This example uses sklearn
:
y_pred = keras_classifier.predict(X_test)
y_pred = (y_pred > 0.5)
cm = confusion_matrix(y_test, y_pred)
auc = roc_auc_score(y_test, y_pred)
print("confusion_matrix:\n", cm)
print("roc_auc_score", auc)
This example uses the ADS evaluator package:
from ads.common.model import ADSModel
from ads.evaluations.evaluator import ADSEvaluator
from ads.common.data import MLData
eval_test = MLData.build(X = pd.DataFrame(sc.transform(test.drop('Exited', axis=1)), columns=feature_name),
y = pd.Series(test.loc[:, 'Exited']),
name = 'Test Data')
eval_train = MLData.build(X = pd.DataFrame(sc.transform(train.drop('Exited', axis=1)), columns=feature_name),
y = pd.Series(train.loc[:, 'Exited']),
name = 'Training Data')
clf = ADSModel.from_estimator(keras_classifier, name="Keras")
evaluator = ADSEvaluator(eval_test, models=[clf], training_data=eval_train)
Scikit-Learn
The sklearn
pipeline can be used to build a model on the same churn dataset that was used in the Keras section.

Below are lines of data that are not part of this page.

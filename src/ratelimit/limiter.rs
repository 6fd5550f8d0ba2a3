//! Limit aggregation and the public evaluation entrypoint.

use std::fmt;
use std::sync::Arc;

use chrono::{DateTime, Utc};
use tracing::{debug, trace};

use super::key::StoreKey;
use super::limit::{RateLimit, SkipPredicate};
use crate::config::{LimiterConfig, StoreConfig};
use crate::error::{RateKeeperError, Result};
use crate::store::{MemoryStore, RateLimitStore, RedisStore, StoreDecision};

/// The outcome of evaluating one event against a set of limits.
///
/// Produced fresh per evaluation and never persisted. `remaining`,
/// `reset_at` and `limit` describe the most restrictive limit actually
/// evaluated and are intended for rate-limit disclosure headers;
/// `retry_after_seconds` is the retry hint for denials. When no limit was
/// evaluated at all (disabled limiter, global exemption, every limit
/// skipped, or an empty limit list) `limit` is zero and the header fields
/// carry no information.
#[derive(Debug, Clone)]
pub struct Decision {
    /// Whether the event is allowed.
    pub allowed: bool,
    /// Whole seconds until a retry would be allowed. Always rounded up,
    /// never down. Zero when allowed.
    pub retry_after_seconds: u64,
    /// The count of the most restrictive evaluated limit, or of the
    /// violated one on denial. Zero if no limit was evaluated.
    pub limit: u32,
    /// Estimated events left under the most restrictive evaluated limit.
    pub remaining: u64,
    /// When the most restrictive limit's schedule fully resets.
    pub reset_at: DateTime<Utc>,
    /// The limit that caused the denial, if any.
    pub violated_limit: Option<RateLimit>,
}

impl Decision {
    /// An allowed decision for an event that touched no store state.
    fn bypass(now: DateTime<Utc>) -> Self {
        Self {
            allowed: true,
            retry_after_seconds: 0,
            limit: 0,
            remaining: 0,
            reset_at: now,
            violated_limit: None,
        }
    }

    fn denied(limit: &RateLimit, store: &StoreDecision, now_secs: f64) -> Self {
        let retry_after = store.retry_after.max(0.0);
        Self {
            allowed: false,
            // Hard invariant: round up to the next whole second.
            retry_after_seconds: retry_after.ceil() as u64,
            limit: limit.count(),
            remaining: 0,
            reset_at: from_epoch_secs(now_secs + retry_after),
            violated_limit: Some(limit.clone()),
        }
    }
}

/// Settings for a [`RateLimiter`], supplied at construction.
#[derive(Clone)]
pub struct LimiterSettings {
    /// Master switch: when false, every evaluation is allowed without
    /// touching the store.
    pub enabled: bool,
    /// Prefix for all composite store keys.
    pub key_prefix: String,
    /// Limits applied to every event, after the caller-supplied ones.
    pub default_limits: Vec<RateLimit>,
    /// Fallback skip predicate for limits that carry none of their own.
    pub skip_function: Option<SkipPredicate>,
}

impl Default for LimiterSettings {
    fn default() -> Self {
        Self {
            enabled: true,
            key_prefix: "ratekeeper".to_string(),
            default_limits: Vec::new(),
            skip_function: None,
        }
    }
}

impl fmt::Debug for LimiterSettings {
    fn fmt(&self, f: &mut fmt::Formatter<'_>) -> fmt::Result {
        f.debug_struct("LimiterSettings")
            .field("enabled", &self.enabled)
            .field("key_prefix", &self.key_prefix)
            .field("default_limits", &self.default_limits)
            .field("has_skip_function", &self.skip_function.is_some())
            .finish()
    }
}

/// The limit aggregator.
///
/// Holds no per-event state of its own: all cross-call state lives in the
/// store, which is the sole point of required atomicity. Safe to share
/// across tasks behind an `Arc`.
pub struct RateLimiter {
    settings: LimiterSettings,
    store: Arc<dyn RateLimitStore>,
}

impl RateLimiter {
    /// Create a rate limiter over the given store.
    pub fn new(settings: LimiterSettings, store: Arc<dyn RateLimitStore>) -> Self {
        Self { settings, store }
    }

    /// Create a rate limiter with default settings and an in-process store.
    pub fn in_memory() -> Self {
        Self::new(LimiterSettings::default(), Arc::new(MemoryStore::new()))
    }

    /// Build a rate limiter from configuration, connecting the configured
    /// store.
    pub async fn from_config(config: &LimiterConfig) -> Result<Self> {
        let store: Arc<dyn RateLimitStore> = match &config.store {
            StoreConfig::Memory => Arc::new(MemoryStore::new()),
            StoreConfig::Redis { url } => Arc::new(RedisStore::connect(url).await?),
        };

        let settings = LimiterSettings {
            enabled: config.enabled,
            key_prefix: config.key_prefix.clone(),
            default_limits: config.default_limits()?,
            skip_function: None,
        };

        Ok(Self::new(settings, store))
    }

    /// The store this limiter evaluates against.
    pub fn store(&self) -> &Arc<dyn RateLimitStore> {
        &self.store
    }

    /// Evaluate one event for `subject_key` against `limits` (followed by
    /// the configured default limits), in order.
    ///
    /// Evaluation short-circuits on the first denial; limits after it are
    /// neither checked nor consumed. If every limit allows, the returned
    /// decision carries the most restrictive limit's accounting fields.
    /// Store connectivity failures and skip-predicate failures propagate
    /// as errors; they are never turned into an allow or deny.
    pub async fn evaluate_event(
        &self,
        subject_key: &str,
        limits: &[RateLimit],
        now: DateTime<Utc>,
        global_exempt: bool,
    ) -> Result<Decision> {
        if !self.settings.enabled || global_exempt {
            trace!(
                subject = subject_key,
                exempt = global_exempt,
                "Rate limit evaluation bypassed"
            );
            return Ok(Decision::bypass(now));
        }

        let now_secs = epoch_secs(now);
        let mut tightest: Option<(u64, &RateLimit, f64)> = None;

        for limit in limits.iter().chain(self.settings.default_limits.iter()) {
            if self.should_skip(limit).await? {
                trace!(
                    subject = subject_key,
                    count = limit.count(),
                    period_secs = limit.period_secs(),
                    "Limit skipped for this event"
                );
                continue;
            }

            let key = StoreKey::new(&self.settings.key_prefix, limit, subject_key);
            let decision = self
                .store
                .compute_and_set(key.as_str(), limit, now_secs)
                .await?;

            if !decision.allowed {
                debug!(
                    subject = subject_key,
                    count = limit.count(),
                    period_secs = limit.period_secs(),
                    name = limit.name().unwrap_or(""),
                    "Rate limit exceeded"
                );
                return Ok(Decision::denied(limit, &decision, now_secs));
            }

            let remaining = remaining_count(limit, now_secs, decision.tat);
            if tightest.map_or(true, |(r, _, _)| remaining < r) {
                tightest = Some((remaining, limit, decision.tat));
            }
        }

        match tightest {
            Some((remaining, limit, tat)) => Ok(Decision {
                allowed: true,
                retry_after_seconds: 0,
                limit: limit.count(),
                remaining,
                reset_at: from_epoch_secs(tat),
                violated_limit: None,
            }),
            None => Ok(Decision::bypass(now)),
        }
    }

    /// Resolve whether `limit` is skipped for the current event. The
    /// predicate runs fresh every time; its errors abort the evaluation.
    async fn should_skip(&self, limit: &RateLimit) -> Result<bool> {
        let predicate = limit
            .skip_function()
            .or(self.settings.skip_function.as_ref());
        match predicate {
            None => Ok(false),
            Some(predicate) => predicate().await.map_err(RateKeeperError::Skip),
        }
    }
}

/// Events left before `limit` denies, given its post-call TAT.
fn remaining_count(limit: &RateLimit, now: f64, tat: f64) -> u64 {
    let separation = tat - now;
    let remaining = (limit.period_secs() - separation) / limit.emission_interval();
    remaining.max(0.0).floor() as u64
}

fn epoch_secs(when: DateTime<Utc>) -> f64 {
    when.timestamp_micros() as f64 / 1e6
}

fn from_epoch_secs(secs: f64) -> DateTime<Utc> {
    DateTime::from_timestamp_micros((secs * 1e6).round() as i64)
        .unwrap_or(DateTime::<Utc>::MAX_UTC)
}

The pipeline allows the model to contain multiple stages and transformations. Typically, there are pipeline stages for feature encoding, scaling, and so on. In this pipeline example, a LogisticRegression
estimator is used:
from sklearn.linear_model import LogisticRegression
from sklearn.pipeline import Pipeline
pipeline_classifier = Pipeline(steps=[
('clf', LogisticRegression())
])
pipeline_classifier.fit(X_train, y_train)
You can evaluate this model using sklearn
or ADS.
XGBoost
XGBoost is an optimized, distributed gradient boosting library designed to be efficient, flexible, and portable. It implements machine learning algorithms under the Gradient Boosting framework. XGBoost provides parallel tree boosting (also known as Gradient Boosting Decision Tree, Gradient Boosting Machines [GBM]) and can be used to solve a variety of data science applications. The unmodified code runs on several distributed environments (Hadoop, SGE, andMPI) and can processes billions of observations, see the XGBoost Documentation.
Import XGBoost with:
from xgboost import XGBClassifier
xgb_classifier = XGBClassifier(nthread=1)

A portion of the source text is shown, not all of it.